→ **INSTRUCTIONS FOR THE TASK**
Go through the entries below, tally each line that has the word "extend", and give only the total.

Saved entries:
********
//! Core Matching Engine
//!
//! Holds the compiled rule collection and runs every rule against every
//! query. Rules are appended while loading and are read-only afterwards,
//! so one `Matcher` can serve any number of threads once loading is done.

use crate::query::Query;
use crate::types::{CompiledRule, RuleFlags};
use crate::vm;

// =============================================================================
// Configuration
// =============================================================================

/// How `~domain` exclusions in `$domain=` affect matching.
#[derive(Debug, Clone, Copy, PartialEq, Eq, Default)]
pub enum ExclusionMode {
    /// Exclusions are evaluated but never reject a rule.
    #[default]
    Inert,
    /// A rule is rejected when any excluded domain occurs in the query domain.
    Enforced,
}

// =============================================================================
// Matcher
// =============================================================================

/// The core matching engine.
#[derive(Debug, Default)]
pub struct Matcher {
    rules: Vec<CompiledRule>,
    exclusion_mode: ExclusionMode,
}

impl Matcher {
    /// Create an empty matcher with inert exclusions.
    pub fn new() -> Self {
        Self::default()
    }

    /// Create an empty matcher with the given exclusion handling.
    pub fn with_exclusion_mode(exclusion_mode: ExclusionMode) -> Self {
        Self {
            rules: Vec::new(),
            exclusion_mode,
        }
    }

    pub fn exclusion_mode(&self) -> ExclusionMode {
        self.exclusion_mode
    }

    /// Append a compiled rule. Insertion order is match order.
    pub fn insert(&mut self, rule: CompiledRule) {
        self.rules.push(rule);
    }

    /// Append several compiled rules in order.
    pub fn extend<I: IntoIterator<Item = CompiledRule>>(&mut self, rules: I) {
        self.rules.extend(rules);
    }

    pub fn rules(&self) -> &[CompiledRule] {
        &self.rules
    }

    pub fn len(&self) -> usize {
        self.rules.len()
    }

    pub fn is_empty(&self) -> bool {
        self.rules.is_empty()
    }

    /// Match a batch of queries.
    ///
    /// Returns the original text of every accepted rule, query by query
    /// and rule by rule. A rule that matches several queries appears once
    /// per query; nothing is deduplicated.
    pub fn match_all(&self, queries: &[Query]) -> Vec<&str> {
        let mut result = Vec::new();
        for query in queries {
            self.match_query_into(query, &mut result);
        }
        result
    }

    /// Match one query.
    pub fn match_query(&self, query: &Query) -> Vec<&str> {
        let mut result = Vec::new();
        self.match_query_into(query, &mut result);
        result
    }

    /// Match one query, appending accepted rule texts to `result`.
    pub fn match_query_into<'a>(&'a self, query: &Query, result: &mut Vec<&'a str>) {
        for rule in &self.rules {
            if self.rule_matches(rule, query) {
                result.push(rule.original());
            }
        }
    }

    /// Check one rule against one query, including domain constraints.
    pub fn rule_matches(&self, rule: &CompiledRule, query: &Query) -> bool {
        if !run_program(rule, query.uri().as_bytes()) {
            return false;
        }

        if !rule.flags().contains(RuleFlags::DOMAIN) {
            return true;
        }

        self.check_domain_constraints(rule, query.domain())
    }

    /// Check $domain= constraints against the query domain.
    fn check_domain_constraints(&self, rule: &CompiledRule, domain: &str) -> bool {
        let excluded = rule.exclude_domains().iter().any(|d| d.is_found_in(domain));
        if excluded {
            match self.exclusion_mode {
                ExclusionMode::Enforced => return false,
                ExclusionMode::Inert => {
                    log::trace!("ignoring excluded domain {:?} for {:?}", domain, rule.original());
                }
            }
        }

        rule.include_domains().iter().any(|d| d.is_found_in(domain))
    }
}

/// Run a rule's program at each start offset until one succeeds.
///
/// Head-anchored programs only get offset 0. An empty URI is never tried.
fn run_program(rule: &CompiledRule, uri: &[u8]) -> bool {
    let (anchored, program) = rule.program().entry();

    for start in 0..uri.len() {
        if vm::run(program, uri, start) {
            return true;
        }
        if anchored {
            break;
        }
    }

    false
}

#[cfg(test)]
mod tests {
    use super::*;
    use crate::domain::DomainMatcher;
    use crate::types::Instruction;

    fn rule(original: &str, instructions: Vec<Instruction>) -> CompiledRule {
        CompiledRule::new(original, original, instructions, RuleFlags::empty(), Vec::new(), Vec::new())
    }

    fn domain_rule(original: &str, include: &[&str], exclude: &[&str]) -> CompiledRule {
        CompiledRule::new(
            original,
            "ad",
            vec![Instruction::char(b'a'), Instruction::char(b'd'), Instruction::MATCH],
            RuleFlags::empty(),
            include.iter().map(|d| DomainMatcher::new(d)).collect(),
            exclude.iter().map(|d| DomainMatcher::new(d)).collect(),
        )
    }

    #[test]
    fn unanchored_rule_retries_later_offsets() {
        let mut matcher = Matcher::new();
        matcher.insert(rule("ad", vec![Instruction::char(b'a'), Instruction::char(b'd'), Instruction::MATCH]));

        assert_eq!(matcher.match_query(&Query::new("http://x.com/ad")), vec!["ad"]);
        assert!(matcher.match_query(&Query::new("http://x.com/a")).is_empty());
    }

    #[test]
    fn head_anchored_rule_only_tries_offset_zero() {
        let mut matcher = Matcher::new();
        matcher.insert(rule(
            "|ht",
            vec![Instruction::HEAD, Instruction::char(b'h'), Instruction::char(b't'), Instruction::MATCH],
        ));

        assert_eq!(matcher.match_query(&Query::new("http://a.com")).len(), 1);
        assert!(matcher.match_query(&Query::new("xhttp://a.com")).is_empty());
    }

    #[test]
    fn empty_uri_never_matches() {
        let mut matcher = Matcher::new();
        matcher.insert(rule("", vec![Instruction::MATCH]));

        assert!(matcher.match_query(&Query::new("")).is_empty());
        assert_eq!(matcher.match_query(&Query::new("x")), vec![""]);
    }

    #[test]
    fn results_follow_query_then_rule_order() {
        let mut matcher = Matcher::new();
        matcher.insert(rule("a", vec![Instruction::char(b'a'), Instruction::MATCH]));
        matcher.insert(rule("b", vec![Instruction::char(b'b'), Instruction::MATCH]));
        matcher.insert(rule("a", vec![Instruction::char(b'a'), Instruction::MATCH]));

        let queries = [Query::new("b"), Query::new("ab")];
        assert_eq!(matcher.match_all(&queries), vec!["b", "a", "b", "a"]);
    }

    #[test]
    fn domain_include_list_gates_acceptance() {
        let mut matcher = Matcher::new();
        matcher.insert(domain_rule("ad$domain=example.com|example.net", &["example.com", "example.net"], &[]));

        assert_eq!(matcher.match_query(&Query::new("http://example.com/ad")).len(), 1);
        assert_eq!(matcher.match_query(&Query::new("http://www.example.net/ad")).len(), 1);
        assert!(matcher.match_query(&Query::new("http://other.com/ad")).is_empty());
        // Pattern must still match.
        assert!(matcher.match_query(&Query::new("http://example.com/x")).is_empty());
    }

    #[test]
    fn exclusions_are_inert_by_default() {
        let mut matcher = Matcher::new();
        matcher.insert(domain_rule("ad$domain=example.com|~ads.example.com", &["example.com"], &["ads.example.com"]));

        assert_eq!(matcher.exclusion_mode(), ExclusionMode::Inert);
        assert_eq!(matcher.match_query(&Query::new("http://ads.example.com/ad")).len(), 1);
    }

    #[test]
    fn enforced_exclusions_reject_rule() {
        let mut matcher = Matcher::with_exclusion_mode(ExclusionMode::Enforced);
        matcher.insert(domain_rule("ad$domain=example.com|~ads.example.com", &["example.com"], &["ads.example.com"]));

        assert!(matcher.match_query(&Query::new("http://ads.example.com/ad")).is_empty());
        assert_eq!(matcher.match_query(&Query::new("http://www.example.com/ad")).len(), 1);
    }

    #[test]
    fn exclusion_only_rule_never_matches() {
        let mut matcher = Matcher::new();
        matcher.insert(domain_rule("ad$domain=~example.com", &[], &["example.com"]));

        assert!(matcher.match_query(&Query::new("http://other.com/ad")).is_empty());
        assert!(matcher.match_query(&Query::new("http://example.com/ad")).is_empty());
    }

    #[test]
    fn matcher_is_shareable_across_threads() {
        fn assert_send_sync<T: Send + Sync>() {}
        assert_send_sync::<Matcher>();

        let mut matcher = Matcher::new();
        matcher.insert(rule("ad", vec![Instruction::char(b'a'), Instruction::char(b'd'), Instruction::MATCH]));

        let batches = [
            vec![Query::new("http://a.com/ad"), Query::new("http://a.com/x")],
            vec![Query::new("http://b.com/x"), Query::new("http://b.com/ad/ad")],
        ];
        let sequential: Vec<Vec<&str>> = batches.iter().map(|b| matcher.match_all(b)).collect();

        let parallel: Vec<Vec<&str>> = std::thread::scope(|scope| {
            let handles: Vec<_> = batches
                .iter()
                .map(|batch| {
                    let matcher = &matcher;
                    scope.spawn(move || matcher.match_all(batch))
                })
                .collect();
            handles.into_iter().map(|h| h.join().unwrap()).collect()
        });

        assert_eq!(sequential, parallel);
    }
}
********
→ **SOLUTION TO THIS EXERCISE**
2